Estas condiciones límite que vive la clase trabajadora se ven reflejadas en los diferentes conflictos laborales que se están dando en todos los sectores. Como es el caso del sector público, donde el pasado 28 de octubre se organizó una huelga para denunciar los recortes, la temporalidad de los trabajadores de las administraciones públicas y el llamado “Icetazo”, por el cual se ha decretado que aquellos que no tengan 10 o más años de experiencia pierdan sus empleos y sean obligados a presentarse a unas oposiciones, acuerdo que ha sido firmado por los grandes sindicatos CCOO, UGT y CIG.

Estos recortes, aunque se suelen atribuir a los gobiernos del PP, se han dado a lo largo de la historia del capitalismo monopolista de estado y es que los funcionarios públicos han perdido desde 1982 más de un 40% de su poder adquisitivo. Otros ejemplos de estos recortes son los despidos de 3000 sanitarios a través de un mensaje de whatsapp o el nuevo bloqueo a la contratación de personal sanitario. Recortes en sanidad que se ven reflejados en el aumento de suicidios y autolesión en los jóvenes o en el aumento del número de cánceres sin diagnosticar.

En cuanto a la educación, durante la pandemia hemos podido ver cómo los políticos desconocen la realidad del alumnado, además se ha vuelto a poner de manifiesto la falta de profesorado. Por no hablar de las FP Dual, las cuales no son más que una forma de proveer de mano de obra barata para los capitalistas.

Otro ejemplo de decadencia del sistema de educación pública es la privatización de los servicios de la universidad de Sevilla, en 2011 los puestos de mantenimiento del personal de la universidad eran un total de 215; estos puestos han pasado a un total de 200 en 2020. Sin embargo, durante estos años las infraestructuras de la universidad han aumentado, generando por lo tanto más carga de trabajo que debería haberse traducido en más puestos de trabajo, en lugar de menos.

Y es que, como todo en el sistema capitalista, lo público es gestión burguesa y, como tal, su fin sirve a los intereses de los capitalistas y de los monopolios.

Otro ejemplo más de la explotación que ejercen los capitalistas son las condiciones lamentables que sufren los trabajadores del campo, donde los jornaleros, la mayoría inmigrantes, tratan de sobrevivir aceptando las miserias que los propietarios imponen, viviendo en unas condiciones infrahumanas. Así es el caso de las temporeras marroquíes de los campos de fresa de Huelva, que no sólo son explotadas laboralmente, sino que sufren acoso y agresiones sexuales por parte de sus patrones, o como el caso del jornalero nicaragüense de 42 años en Lorca (Murcia) que fue obligado a trabajar para su patrón en plena alerta naranja, lo que le causó la muerte. Además, su cuerpo desfallecido fue abandonado en un centro de salud por este mismo patrón. La situación actual del campo no hace más que dejar clara la necesidad de una reforma agraria antilatifundista y antimonopolista.

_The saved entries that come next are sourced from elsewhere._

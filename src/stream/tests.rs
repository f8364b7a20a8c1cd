#[cfg(test)]
use super::*;

#[test]
fn test_consume_tracks_lines_and_columns() {
    let mut stream = CharStream::new("t.pxml", "ab\ncd");

    assert_eq!(stream.consume(), Ok('a'));
    assert_eq!((stream.line(), stream.column()), (1, 2));
    assert_eq!(stream.consume(), Ok('b'));
    assert_eq!(stream.consume(), Ok('\n'));
    assert_eq!((stream.line(), stream.column()), (2, 1));
    assert_eq!(stream.consume(), Ok('c'));
    assert_eq!((stream.line(), stream.column(), stream.index()), (2, 2, 4));
}

#[test]
fn test_crlf_is_one_line_break() {
    let mut stream = CharStream::new("t.pxml", "a\r\nb");
    stream.consume().expect("Failed to consume 'a'");

    assert_eq!(stream.consume(), Ok('\n'));
    assert_eq!((stream.line(), stream.column(), stream.index()), (2, 1, 3));
    assert_eq!(stream.consume(), Ok('b'));
}

#[test]
fn test_lone_carriage_return_takes_no_column() {
    let mut stream = CharStream::new("t.pxml", "a\rb");
    stream.consume().expect("Failed to consume 'a'");
    assert_eq!(stream.consume(), Ok('\r'));
    assert_eq!((stream.line(), stream.column()), (1, 2));
}

#[test]
fn test_lookahead_both_directions() {
    let mut stream = CharStream::new("t.pxml", "xyz");
    assert_eq!(stream.la(1), Some('x'));
    assert_eq!(stream.la(3), Some('z'));
    assert_eq!(stream.la(4), None);
    assert_eq!(stream.la(-1), None);
    assert_eq!(stream.la(0), None);

    stream.consume().expect("Failed to consume");
    stream.consume().expect("Failed to consume");
    assert_eq!(stream.la(-1), Some('y'));
    assert_eq!(stream.la(-2), Some('x'));
    assert_eq!(stream.la(1), Some('z'));
}

#[test]
fn test_next_and_end_of_input() {
    let mut stream = CharStream::new("t.pxml", "a");
    assert_eq!(stream.next(), 'a' as i32);
    stream.consume().expect("Failed to consume");
    assert_eq!(stream.next(), EOF);
    assert!(stream.is_eof());

    let err = stream.consume().unwrap_err();
    assert_eq!(err, StreamError::EndOfInput { line: 1, column: 2 });
}

#[test]
fn test_surrogate_pair_is_one_character() {
    // "a😀b" in UTF-16
    let units: Vec<u16> = "a😀b".encode_utf16().collect();
    assert_eq!(units.len(), 4);

    let mut stream = CharStream::from_utf16("t.pjson", &units);
    assert_eq!(stream.len(), 3);
    stream.consume().expect("Failed to consume 'a'");
    assert_eq!(stream.consume(), Ok('😀'));
    assert_eq!(stream.column(), 3);
    assert_eq!(stream.la(1), Some('b'));
}

#[test]
fn test_unpaired_surrogate_is_replaced() {
    let units = [0x61u16, 0xD800, 0x62];
    let stream = CharStream::from_utf16("t.pjson", &units);
    assert_eq!(stream.text(0, 3), "a\u{FFFD}b");
}
use super::*;

pub(super) fn lookahead(stream: &CharStream, i: isize) -> Option<char> {
    if i == 0 {
        return None;
    }
    let target = if i > 0 {
        stream.index.checked_add((i - 1) as usize)?
    } else {
        stream.index.checked_sub(i.unsigned_abs())?
    };
    stream.data.get(target).copied()
}

/// Advance the cursor and update line/column tracking
pub(super) fn consume(stream: &mut CharStream) -> Result<char, StreamError> {
    let curr = stream.data.get(stream.index).copied().ok_or(StreamError::EndOfInput {
        line: stream.line,
        column: stream.column,
    })?;
    stream.index += 1;

    match curr {
        '\n' => {
            stream.line += 1;
            stream.column = 1;
            Ok('\n')
        }
        '\r' => {
            // CRLF is one line break; a lone CR takes no column
            if stream.data.get(stream.index) == Some(&'\n') {
                stream.index += 1;
                stream.line += 1;
                stream.column = 1;
                Ok('\n')
            } else {
                Ok('\r')
            }
        }
        c => {
            stream.column += 1;
            Ok(c)
        }
    }
}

No son mejores las condiciones en la industria cárnica, donde hay constantes accidentes laborales y donde se amenaza a cualquier trabajador que intente luchar por mejorar sus condiciones. Esto mismo le ocurrió a Kalidou Balde, senegalés de 44 años, que intentó crear una sección sindical en el matadero Mafriges y tras haber sido amenazado si no abandonaba sus intenciones y activismo, bajaron su salario de 1.700 euros a 1.300, sirviendo de escarmiento al resto de sus compañeros.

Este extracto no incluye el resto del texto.